André Breton, founder of the Surrealist movement, was one of the most important figures in 20th century art. This selection includes two parts of his cycle of love poems, The Air of the Water.

"In the beautiful half-light of 1934"
The air was a splendid pink the color of red mullet
And the forest when I prepared to enter it
Began with a tree with cigarette paper leaves
Because I was waiting for you
And if you come for a walk with me
No matter where
Your mouth is the incredible all-spice
From which the blue wheel diffuse and broken endlessly sets out and rises
Turning pale in the rut
All the marvels hurried to meet me
A squirrel had come to press its white belly against my heart
I don't know how he made himself do it
But the earth was filled with reflections deeper than those in water
As if metal had finally shaken off its shell
And you lying on the frightening ocean of precious gems
Were turning
Naked
In a huge sun of fireworks
I saw you slowly evolving from the radiolarians
Even the shells of the sea urchins I was there
Wait a minute I wasn't there any more
I had raised my head because the living jewel box of white velvet had left me
And I was sad
The sky between the leaves was shining haggard and hard like a dragonfly
I was going to shut my eyes
When two wooden booms which had suddenly swung apart came crashing down
Without a sound
Like the two center leaves of an immense lily-of-the-valley
Of a flower capable of containing the whole night
I was where you see me now
In the set-all-the-bells-a-ringing perfume
Before they could return as they do each day to fickle life
I just had time to place my lips
On your glass thighs
"I dream I see you endlessly superimposed upon yourself"
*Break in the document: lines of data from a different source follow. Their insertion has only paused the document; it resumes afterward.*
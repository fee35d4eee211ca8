//! Class loading capability.
//!
//! The registry never links node code directly: it asks a [`NodeLoader`] to
//! produce an implementation from a source path and a class name. How the
//! code is found and sandboxed is up to the backend.

use std::panic::{self, AssertUnwindSafe};
use std::path::{Path, PathBuf};
use std::sync::Arc;
use std::sync::mpsc;
use std::thread;
use std::time::Duration;

use tracing::warn;

use super::error::LoadError;
use super::node_type::AnyNodeType;

/// Produces node implementations by class name.
pub trait NodeLoader: Send + Sync {
    /// Load the class `class_name` defined at `source_path`.
    ///
    /// Every call yields a fresh instance; caching is the caller's concern.
    fn load(&self, source_path: &Path, class_name: &str) -> Result<AnyNodeType, LoadError>;
}

impl<L: NodeLoader + ?Sized> NodeLoader for Arc<L> {
    fn load(&self, source_path: &Path, class_name: &str) -> Result<AnyNodeType, LoadError> {
        (**self).load(source_path, class_name)
    }
}

impl<L: NodeLoader + ?Sized> NodeLoader for Box<L> {
    fn load(&self, source_path: &Path, class_name: &str) -> Result<AnyNodeType, LoadError> {
        (**self).load(source_path, class_name)
    }
}

/// Tries loaders in order. Moves on to the next loader only when the
/// current one does not know the class; any other failure is final.
#[derive(Default)]
pub struct LoaderChain {
    loaders: Vec<Arc<dyn NodeLoader>>,
}

impl LoaderChain {
    pub fn new() -> Self {
        Self::default()
    }

    pub fn with(mut self, loader: impl NodeLoader + 'static) -> Self {
        self.loaders.push(Arc::new(loader));
        self
    }

    pub fn len(&self) -> usize {
        self.loaders.len()
    }

    pub fn is_empty(&self) -> bool {
        self.loaders.is_empty()
    }
}

impl NodeLoader for LoaderChain {
    fn load(&self, source_path: &Path, class_name: &str) -> Result<AnyNodeType, LoadError> {
        for loader in &self.loaders {
            match loader.load(source_path, class_name) {
                Err(err) if err.is_class_not_found() => continue,
                result => return result,
            }
        }
        Err(LoadError::ClassNotFound {
            class_name: class_name.to_string(),
            source_path: source_path.to_path_buf(),
        })
    }
}

/// Runs each load of the wrapped loader on its own thread.
///
/// A panic inside the loader becomes [`LoadError::Panicked`] and a load that
/// does not finish within the timeout becomes [`LoadError::Timeout`]. A
/// timed-out thread is detached; its result is discarded when it finishes.
pub struct IsolatedLoader<L> {
    inner: Arc<L>,
    timeout: Duration,
}

impl<L: NodeLoader + 'static> IsolatedLoader<L> {
    pub fn new(inner: L, timeout: Duration) -> Self {
        Self {
            inner: Arc::new(inner),
            timeout,
        }
    }

    pub fn timeout(&self) -> Duration {
        self.timeout
    }
}

impl<L: NodeLoader + 'static> NodeLoader for IsolatedLoader<L> {
    fn load(&self, source_path: &Path, class_name: &str) -> Result<AnyNodeType, LoadError> {
        let (tx, rx) = mpsc::sync_channel(1);
        let inner = Arc::clone(&self.inner);
        let path: PathBuf = source_path.to_path_buf();
        let class = class_name.to_string();

        let spawned = thread::Builder::new()
            .name(format!("node-loader-{}", class_name))
            .spawn(move || {
                let result = panic::catch_unwind(AssertUnwindSafe(|| inner.load(&path, &class)))
                    .unwrap_or_else(|_| Err(LoadError::Panicked(class.clone())));
                // The receiver is gone when the load timed out.
                let _ = tx.send(result);
            });

        if let Err(e) = spawned {
            return Err(LoadError::Io {
                source_path: source_path.to_path_buf(),
                message: format!("failed to spawn loader thread: {}", e),
            });
        }

        match rx.recv_timeout(self.timeout) {
            Ok(result) => result,
            Err(mpsc::RecvTimeoutError::Timeout) => {
                warn!(class_name, timeout_ms = self.timeout.as_millis() as u64, "Node load timed out");
                Err(LoadError::Timeout {
                    class_name: class_name.to_string(),
                    timeout_ms: self.timeout.as_millis() as u64,
                })
            }
            Err(mpsc::RecvTimeoutError::Disconnected) => {
                Err(LoadError::Panicked(class_name.to_string()))
            }
        }
    }
}
//! Shared fixtures for the integration tests.

#![allow(dead_code)]

use std::path::Path;
use std::sync::Arc;
use std::time::Duration;

use axum::body::Body;
use axum::http::{Method, Request, Response};
use http_body_util::BodyExt;
use serde_json::Value;

use n8n_registry::config::{AppState, Config};
use n8n_registry::credentials::controller::USER_ID_HEADER;
use n8n_registry::credentials::{AesGcmCipher, CredentialsService, MemoryCredentialsRepository};
use n8n_registry::nodes::description::BASE_NAMESPACE;
use n8n_registry::nodes::{builtin, BuiltinLoader, KnownNodes, LoaderChain, ManifestLoader, NodeTypes};

pub fn test_config(nodes_dir: &Path) -> Config {
    Config {
        host: "127.0.0.1".to_string(),
        port: 0,
        nodes_dir: nodes_dir.to_path_buf(),
        node_load_timeout: Duration::from_secs(5),
        tool_namespaces: vec![BASE_NAMESPACE.to_string()],
        encryption_key: "integration-test-key".to_string(),
        credentials_default_name: "My credentials".to_string(),
        sharing_enabled: true,
        owner_user_id: None,
    }
}

/// Registry over the compiled-in nodes plus any manifests under `nodes_dir`.
pub fn node_types(nodes_dir: &Path) -> NodeTypes {
    let mut known = builtin::known_nodes(nodes_dir);
    known.extend(KnownNodes::scan_dir(nodes_dir, BASE_NAMESPACE).unwrap());
    let loader = LoaderChain::new().with(BuiltinLoader).with(ManifestLoader);
    NodeTypes::new(known, Arc::new(loader))
}

pub fn credentials_service(repository: &MemoryCredentialsRepository) -> CredentialsService {
    CredentialsService::new(
        Arc::new(repository.clone()),
        Arc::new(AesGcmCipher::new("integration-test-key")),
    )
}

pub fn app_state(nodes_dir: &Path, repository: &MemoryCredentialsRepository) -> AppState {
    AppState::new(
        test_config(nodes_dir),
        node_types(nodes_dir),
        credentials_service(repository),
    )
}

pub fn request(method: Method, uri: &str, user: Option<&str>, body: Option<Value>) -> Request<Body> {
    let mut builder = Request::builder().method(method).uri(uri);
    if let Some(user) = user {
        builder = builder.header(USER_ID_HEADER, user);
    }
    match body {
        Some(body) => builder
            .header("content-type", "application/json")
            .body(Body::from(serde_json::to_vec(&body).unwrap()))
            .unwrap(),
        None => builder.body(Body::empty()).unwrap(),
    }
}

pub async fn body_json(response: Response<Body>) -> Value {
    let bytes = response.into_body().collect().await.unwrap().to_bytes();
    if bytes.is_empty() {
        return Value::Null;
    }
    serde_json::from_slice(&bytes).unwrap()
}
You're sitting on the high coral stool
In front of your mirror always in its first quarter
Two fingers on the water wing of your comb
And at the same time
You're returning from a journey you're lingering the last one left in the grotto
Streaming with lightning
You don't recognize me
You're stretched out on the bed you wake up or you fall asleep
You wake up where you went to sleep or somewhere else
You're naked the elderberry ball bounces again
A thousand elderberry balls hum above you
So light that at each instant you're unaware of them
Your breath your blood saved from the crazy juggling of the air
You cross the street the cars hurled at you are nothing but their shadows
And as a
Little girl
Caught in a bellows of sparkles
You jump rope
Long enough so that the one green butterfly which haunts the peaks of Asia
Can appear at the top of the invisible stairway
I caress everything that was you
In everything that's yet to be you
I hear the melodious hissing
Of your limitless limbs
The one serpent in all the trees
Your arms at whose center the crystal of the compass rose turns
My living fountain of Shivas
____________________________

Two sections from The Air of the Water by André Breton,
translated by Bill Zavatsky and Zack Rogow, excerpted from
Earthlight by André Breton, recently reissued by Sun and Moon Press.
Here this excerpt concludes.